- [Try it]
Read the lines of the data below and retrieve those with "clone".

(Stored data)

┌──

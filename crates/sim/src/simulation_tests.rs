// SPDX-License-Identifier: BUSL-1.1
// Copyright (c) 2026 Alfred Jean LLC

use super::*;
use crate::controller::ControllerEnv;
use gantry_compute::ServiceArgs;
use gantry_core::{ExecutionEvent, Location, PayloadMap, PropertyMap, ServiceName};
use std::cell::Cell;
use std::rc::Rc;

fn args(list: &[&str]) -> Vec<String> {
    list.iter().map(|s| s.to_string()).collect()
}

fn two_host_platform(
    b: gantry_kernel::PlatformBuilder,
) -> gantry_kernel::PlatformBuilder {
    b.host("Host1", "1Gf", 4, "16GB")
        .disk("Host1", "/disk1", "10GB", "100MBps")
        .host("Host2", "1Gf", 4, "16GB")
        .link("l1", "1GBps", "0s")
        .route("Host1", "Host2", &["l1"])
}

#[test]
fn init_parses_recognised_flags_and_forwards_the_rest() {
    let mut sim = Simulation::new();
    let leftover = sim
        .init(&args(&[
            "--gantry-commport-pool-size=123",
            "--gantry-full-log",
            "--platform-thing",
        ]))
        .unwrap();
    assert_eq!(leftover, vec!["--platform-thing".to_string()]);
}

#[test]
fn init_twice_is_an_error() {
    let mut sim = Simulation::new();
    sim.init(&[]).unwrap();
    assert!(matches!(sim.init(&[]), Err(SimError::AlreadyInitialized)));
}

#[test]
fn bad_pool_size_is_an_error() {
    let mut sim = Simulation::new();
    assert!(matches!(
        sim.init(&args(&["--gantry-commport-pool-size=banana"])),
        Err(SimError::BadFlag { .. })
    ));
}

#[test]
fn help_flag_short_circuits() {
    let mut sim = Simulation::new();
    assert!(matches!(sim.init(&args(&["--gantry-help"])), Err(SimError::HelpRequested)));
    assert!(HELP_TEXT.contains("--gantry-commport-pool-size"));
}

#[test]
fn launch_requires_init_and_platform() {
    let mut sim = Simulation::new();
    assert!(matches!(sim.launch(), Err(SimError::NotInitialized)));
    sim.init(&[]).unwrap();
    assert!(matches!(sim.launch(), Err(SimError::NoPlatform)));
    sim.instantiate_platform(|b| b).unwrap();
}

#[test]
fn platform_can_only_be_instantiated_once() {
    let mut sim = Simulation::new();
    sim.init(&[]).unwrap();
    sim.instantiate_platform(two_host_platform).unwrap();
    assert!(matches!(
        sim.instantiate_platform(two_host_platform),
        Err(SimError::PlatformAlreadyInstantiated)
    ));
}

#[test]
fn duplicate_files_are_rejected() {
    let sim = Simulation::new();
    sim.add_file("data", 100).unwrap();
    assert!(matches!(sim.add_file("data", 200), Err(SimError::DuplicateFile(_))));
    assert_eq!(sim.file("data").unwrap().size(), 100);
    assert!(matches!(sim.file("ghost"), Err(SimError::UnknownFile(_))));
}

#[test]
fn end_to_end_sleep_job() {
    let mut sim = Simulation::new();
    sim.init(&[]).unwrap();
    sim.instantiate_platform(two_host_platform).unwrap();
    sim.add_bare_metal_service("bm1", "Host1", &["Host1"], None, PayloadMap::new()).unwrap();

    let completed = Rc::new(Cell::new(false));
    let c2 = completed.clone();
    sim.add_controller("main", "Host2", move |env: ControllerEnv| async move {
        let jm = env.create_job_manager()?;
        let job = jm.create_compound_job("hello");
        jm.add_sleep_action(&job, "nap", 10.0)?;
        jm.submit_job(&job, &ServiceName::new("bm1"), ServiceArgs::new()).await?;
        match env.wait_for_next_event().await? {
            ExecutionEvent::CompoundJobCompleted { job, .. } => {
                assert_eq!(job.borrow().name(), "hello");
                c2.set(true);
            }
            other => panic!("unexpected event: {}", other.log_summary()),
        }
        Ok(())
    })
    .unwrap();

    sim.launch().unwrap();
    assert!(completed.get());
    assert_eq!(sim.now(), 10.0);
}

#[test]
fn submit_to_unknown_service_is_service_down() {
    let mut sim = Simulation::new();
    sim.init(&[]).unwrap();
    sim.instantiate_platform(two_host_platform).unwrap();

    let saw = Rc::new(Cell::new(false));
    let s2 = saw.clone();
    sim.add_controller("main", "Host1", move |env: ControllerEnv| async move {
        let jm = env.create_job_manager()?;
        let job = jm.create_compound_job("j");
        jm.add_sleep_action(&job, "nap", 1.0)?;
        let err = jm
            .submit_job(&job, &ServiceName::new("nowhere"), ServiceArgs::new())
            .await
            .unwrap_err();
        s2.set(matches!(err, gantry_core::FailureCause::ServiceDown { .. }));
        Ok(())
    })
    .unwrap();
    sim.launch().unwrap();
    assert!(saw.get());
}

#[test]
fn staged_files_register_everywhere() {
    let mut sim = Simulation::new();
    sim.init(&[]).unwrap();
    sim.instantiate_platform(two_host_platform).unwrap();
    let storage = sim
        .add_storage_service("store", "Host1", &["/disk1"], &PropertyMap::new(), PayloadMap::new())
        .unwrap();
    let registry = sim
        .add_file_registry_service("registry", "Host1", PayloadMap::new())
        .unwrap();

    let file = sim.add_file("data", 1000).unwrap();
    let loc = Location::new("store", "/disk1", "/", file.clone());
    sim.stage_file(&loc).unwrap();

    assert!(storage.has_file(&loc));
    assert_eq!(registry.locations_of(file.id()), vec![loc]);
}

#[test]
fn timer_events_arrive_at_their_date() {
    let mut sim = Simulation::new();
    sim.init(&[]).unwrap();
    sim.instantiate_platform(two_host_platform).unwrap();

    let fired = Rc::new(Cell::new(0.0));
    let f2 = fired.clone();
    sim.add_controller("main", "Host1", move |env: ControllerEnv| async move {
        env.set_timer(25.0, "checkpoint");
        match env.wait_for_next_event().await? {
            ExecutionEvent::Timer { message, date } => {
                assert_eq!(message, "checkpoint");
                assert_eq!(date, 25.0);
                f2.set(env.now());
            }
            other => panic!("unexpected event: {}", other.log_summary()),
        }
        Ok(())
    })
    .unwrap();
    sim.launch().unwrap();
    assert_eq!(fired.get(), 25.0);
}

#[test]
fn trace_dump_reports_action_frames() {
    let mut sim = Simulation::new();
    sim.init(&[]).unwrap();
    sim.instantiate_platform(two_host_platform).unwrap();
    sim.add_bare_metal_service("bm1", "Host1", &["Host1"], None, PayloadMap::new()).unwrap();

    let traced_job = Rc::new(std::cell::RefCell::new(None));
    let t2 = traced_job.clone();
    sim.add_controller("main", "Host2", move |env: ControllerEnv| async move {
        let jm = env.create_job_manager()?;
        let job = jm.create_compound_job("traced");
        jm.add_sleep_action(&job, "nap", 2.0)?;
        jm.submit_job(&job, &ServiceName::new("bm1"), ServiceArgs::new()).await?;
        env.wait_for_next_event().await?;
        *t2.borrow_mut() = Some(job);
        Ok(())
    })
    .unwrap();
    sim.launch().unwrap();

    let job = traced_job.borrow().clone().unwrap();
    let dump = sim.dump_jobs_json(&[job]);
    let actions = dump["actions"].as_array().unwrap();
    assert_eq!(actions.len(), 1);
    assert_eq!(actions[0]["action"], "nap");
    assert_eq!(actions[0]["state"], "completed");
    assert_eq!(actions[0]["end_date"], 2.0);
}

└──
┌──

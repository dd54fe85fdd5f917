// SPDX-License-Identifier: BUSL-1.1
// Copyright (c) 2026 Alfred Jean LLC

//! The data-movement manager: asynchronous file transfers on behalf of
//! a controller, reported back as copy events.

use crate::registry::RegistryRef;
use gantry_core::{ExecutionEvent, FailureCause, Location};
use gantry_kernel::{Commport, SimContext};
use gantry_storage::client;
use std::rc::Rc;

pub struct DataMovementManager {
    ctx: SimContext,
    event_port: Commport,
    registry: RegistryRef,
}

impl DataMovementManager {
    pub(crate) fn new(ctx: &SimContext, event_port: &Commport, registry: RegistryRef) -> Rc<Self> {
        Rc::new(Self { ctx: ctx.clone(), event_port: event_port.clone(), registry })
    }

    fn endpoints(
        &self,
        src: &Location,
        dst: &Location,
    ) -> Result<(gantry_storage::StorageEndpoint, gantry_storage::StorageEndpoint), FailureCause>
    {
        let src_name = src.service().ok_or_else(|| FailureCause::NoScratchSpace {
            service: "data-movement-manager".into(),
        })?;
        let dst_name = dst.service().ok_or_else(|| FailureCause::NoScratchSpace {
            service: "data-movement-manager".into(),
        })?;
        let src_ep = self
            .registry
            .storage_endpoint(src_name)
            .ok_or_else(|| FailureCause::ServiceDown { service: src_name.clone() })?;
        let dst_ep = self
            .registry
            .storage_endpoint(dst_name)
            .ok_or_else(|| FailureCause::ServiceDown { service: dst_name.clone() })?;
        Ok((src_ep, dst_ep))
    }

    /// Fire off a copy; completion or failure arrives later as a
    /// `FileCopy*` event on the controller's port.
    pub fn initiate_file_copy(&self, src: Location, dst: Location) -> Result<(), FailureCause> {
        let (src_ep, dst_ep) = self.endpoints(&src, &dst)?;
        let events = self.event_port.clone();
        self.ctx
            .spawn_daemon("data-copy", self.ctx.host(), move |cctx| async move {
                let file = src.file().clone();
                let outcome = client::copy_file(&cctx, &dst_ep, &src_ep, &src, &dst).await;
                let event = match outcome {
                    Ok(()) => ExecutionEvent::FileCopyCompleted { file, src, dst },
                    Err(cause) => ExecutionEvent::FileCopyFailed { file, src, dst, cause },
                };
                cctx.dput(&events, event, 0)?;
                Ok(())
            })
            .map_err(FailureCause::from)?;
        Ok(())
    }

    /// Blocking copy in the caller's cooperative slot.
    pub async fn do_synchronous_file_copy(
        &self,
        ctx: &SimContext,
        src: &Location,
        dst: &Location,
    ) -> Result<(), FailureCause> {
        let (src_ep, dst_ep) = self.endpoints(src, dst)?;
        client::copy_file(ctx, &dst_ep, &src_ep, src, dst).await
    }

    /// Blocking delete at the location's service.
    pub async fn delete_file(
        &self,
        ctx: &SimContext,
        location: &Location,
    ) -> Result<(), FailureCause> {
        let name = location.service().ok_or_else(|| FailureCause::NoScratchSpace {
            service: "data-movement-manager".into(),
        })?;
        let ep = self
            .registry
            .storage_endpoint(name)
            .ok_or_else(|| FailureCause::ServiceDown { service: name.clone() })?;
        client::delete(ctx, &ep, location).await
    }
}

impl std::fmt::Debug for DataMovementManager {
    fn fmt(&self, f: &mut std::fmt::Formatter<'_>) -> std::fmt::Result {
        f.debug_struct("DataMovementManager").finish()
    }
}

└──

- [Solved problem]
    let c2 = completed.clone();
    let s2 = saw.clone();
    let loc = Location::new("store", "/disk1", "/", file.clone());
    let f2 = fired.clone();
    let t2 = traced_job.clone();
    let job = traced_job.borrow().clone().unwrap();
        Rc::new(Self { ctx: ctx.clone(), event_port: event_port.clone(), registry })
            .ok_or_else(|| FailureCause::ServiceDown { service: src_name.clone() })?;
            .ok_or_else(|| FailureCause::ServiceDown { service: dst_name.clone() })?;
        let events = self.event_port.clone();
                let file = src.file().clone();
            .ok_or_else(|| FailureCause::ServiceDown { service: name.clone() })?;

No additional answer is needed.